Stored items:
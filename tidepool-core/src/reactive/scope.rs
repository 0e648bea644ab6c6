//! Scopes
//!
//! A scope is an explicit ownership root. Signals, computations, nested
//! scopes and cleanup callbacks created through it belong to it, and
//! disposing the scope tears all of them down.
//!
//! Ownership follows execution: a computation (or nested scope, or cleanup)
//! created while another computation of the same runtime is running belongs
//! to the running computation instead, so it is torn down when that
//! computation re-runs. Signals always belong to the scope they were created
//! through.

use super::computation::Computation;
use super::runtime::Runtime;
use super::signal::Signal;
use crate::error::{ReactiveError, Result};
use crate::graph::NodeId;

/// Handle to an ownership scope.
#[derive(Clone)]
pub struct Scope {
    id: NodeId,
    runtime: Runtime,
}

impl Scope {
    pub(crate) fn from_parts(id: NodeId, runtime: Runtime) -> Self {
        Self { id, runtime }
    }

    pub fn id(&self) -> NodeId {
        self.id
    }

    pub fn runtime(&self) -> &Runtime {
        &self.runtime
    }

    /// Create a nested scope.
    pub fn child(&self) -> Result<Scope> {
        let owner = self.runtime.current_owner(self.id);
        let id = self.runtime.graph().add_scope(owner)?;
        Ok(Self::from_parts(id, self.runtime.clone()))
    }

    /// Create a signal owned by this scope.
    pub fn signal<T>(&self, value: T) -> Result<Signal<T>>
    where
        T: Clone + PartialEq + Send + Sync + 'static,
    {
        Signal::new_in(&self.runtime, self.id, value)
    }

    /// Create a computation and run it immediately.
    ///
    /// The body re-runs whenever a signal it read during its previous run
    /// changes.
    pub fn computation<F>(&self, body: F) -> Result<Computation>
    where
        F: Fn() -> Result<()> + Send + Sync + 'static,
    {
        Computation::new_in(self, body)
    }

    /// Register a callback to run on teardown of the current owner: the
    /// running computation if there is one, otherwise this scope.
    pub fn on_cleanup<F>(&self, cleanup: F) -> Result<()>
    where
        F: FnOnce() + Send + 'static,
    {
        let owner = self.runtime.current_owner(self.id);
        self.runtime.add_cleanup(owner, Box::new(cleanup))
    }

    pub fn is_disposed(&self) -> bool {
        !self.runtime.graph().contains_owner(self.id)
    }

    /// Fail with [`ReactiveError::DisposedAccess`] once disposed.
    pub fn ensure_alive(&self) -> Result<()> {
        if self.is_disposed() {
            Err(ReactiveError::DisposedAccess { node: self.id })
        } else {
            Ok(())
        }
    }

    /// Dispose the scope and everything it owns.
    pub fn dispose(&self) {
        tracing::debug!(scope = %self.id, "disposing scope");
        self.runtime.dispose_owner(self.id);
    }
}

impl std::fmt::Debug for Scope {
    fn fmt(&self, f: &mut std::fmt::Formatter<'_>) -> std::fmt::Result {
        f.debug_struct("Scope")
            .field("id", &self.id)
            .field("disposed", &self.is_disposed())
            .finish()
    }
}

#[cfg(test)]
mod tests {
    use super::*;
    use std::sync::atomic::{AtomicUsize, Ordering};
    use std::sync::Arc;

    #[test]
    fn dispose_runs_cleanups_and_drops_nodes() {
        let runtime = Runtime::new();
        let scope = runtime.scope();
        let cleaned = Arc::new(AtomicUsize::new(0));

        let c = cleaned.clone();
        scope
            .on_cleanup(move || {
                c.fetch_add(1, Ordering::SeqCst);
            })
            .unwrap();
        let signal = scope.signal(0).unwrap();

        scope.dispose();
        assert!(scope.is_disposed());
        assert!(signal.is_disposed());
        assert_eq!(cleaned.load(Ordering::SeqCst), 1);
    }

    #[test]
    fn child_scope_disposed_with_parent() {
        let runtime = Runtime::new();
        let parent = runtime.scope();
        let child = parent.child().unwrap();
        let signal = child.signal(1).unwrap();

        parent.dispose();
        assert!(child.is_disposed());
        assert!(signal.is_disposed());
    }

    #[test]
    fn disposed_scope_rejects_new_nodes() {
        let runtime = Runtime::new();
        let scope = runtime.scope();
        scope.dispose();

        assert_eq!(
            scope.signal(0).map(|_| ()),
            Err(ReactiveError::DisposedAccess { node: scope.id() })
        );
        assert!(scope.computation(|| Ok(())).is_err());
        assert!(scope.ensure_alive().is_err());
    }

    #[test]
    fn disposing_child_keeps_parent() {
        let runtime = Runtime::new();
        let parent = runtime.scope();
        let child = parent.child().unwrap();

        child.dispose();
        assert!(child.is_disposed());
        assert!(!parent.is_disposed());
        assert!(parent.signal(0).is_ok());
    }
}
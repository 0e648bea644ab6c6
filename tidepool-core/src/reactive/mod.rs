//! Reactive Primitives
//!
//! This module implements the core reactive system: signals, computations
//! and the scopes that own them.
//!
//! # Concepts
//!
//! ## Signals
//!
//! A Signal is a container for mutable state. When a signal's value is read
//! within a running computation, the signal registers that computation as a
//! dependent. When the signal's value changes, all dependents are scheduled.
//!
//! ## Computations
//!
//! A Computation is a tracked body that re-runs whenever a signal it read
//! during its previous run changes. Derived values are computations that
//! write their result into a signal; side effects are computations that
//! write somewhere else.
//!
//! ## Scopes
//!
//! A Scope owns the signals, computations and cleanup callbacks created
//! through it. Disposing a scope tears down everything it owns.
//!
//! # Implementation Notes
//!
//! The reactive system uses a thread-local tracking context to detect
//! dependencies automatically. When a signal is read, we check if there is
//! an active tracking context and, if so, register the dependency.

mod computation;
mod context;
mod runtime;
mod scope;
mod signal;

pub use computation::{Computation, ComputationState};
pub use context::ReactiveContext;
pub(crate) use context::PendingWrite;
pub use runtime::Runtime;
pub use scope::Scope;
pub use signal::Signal;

* [Exercise requirements]:
Taking the records above, retype every line from the one with "that own them." down to the one with "pub(crate) use context::PendingWrite;", exactly and with nothing else.

* [Worked solution]:
//! and the scopes that own them.
//!
//! # Concepts
//!
//! ## Signals
//!
//! A Signal is a container for mutable state. When a signal's value is read
//! within a running computation, the signal registers that computation as a
//! dependent. When the signal's value changes, all dependents are scheduled.
//!
//! ## Computations
//!
//! A Computation is a tracked body that re-runs whenever a signal it read
//! during its previous run changes. Derived values are computations that
//! write their result into a signal; side effects are computations that
//! write somewhere else.
//!
//! ## Scopes
//!
//! A Scope owns the signals, computations and cleanup callbacks created
//! through it. Disposing a scope tears down everything it owns.
//!
//! # Implementation Notes
//!
//! The reactive system uses a thread-local tracking context to detect
//! dependencies automatically. When a signal is read, we check if there is
//! an active tracking context and, if so, register the dependency.

mod computation;
mod context;
mod runtime;
mod scope;
mod signal;

pub use computation::{Computation, ComputationState};
pub use context::ReactiveContext;
pub(crate) use context::PendingWrite;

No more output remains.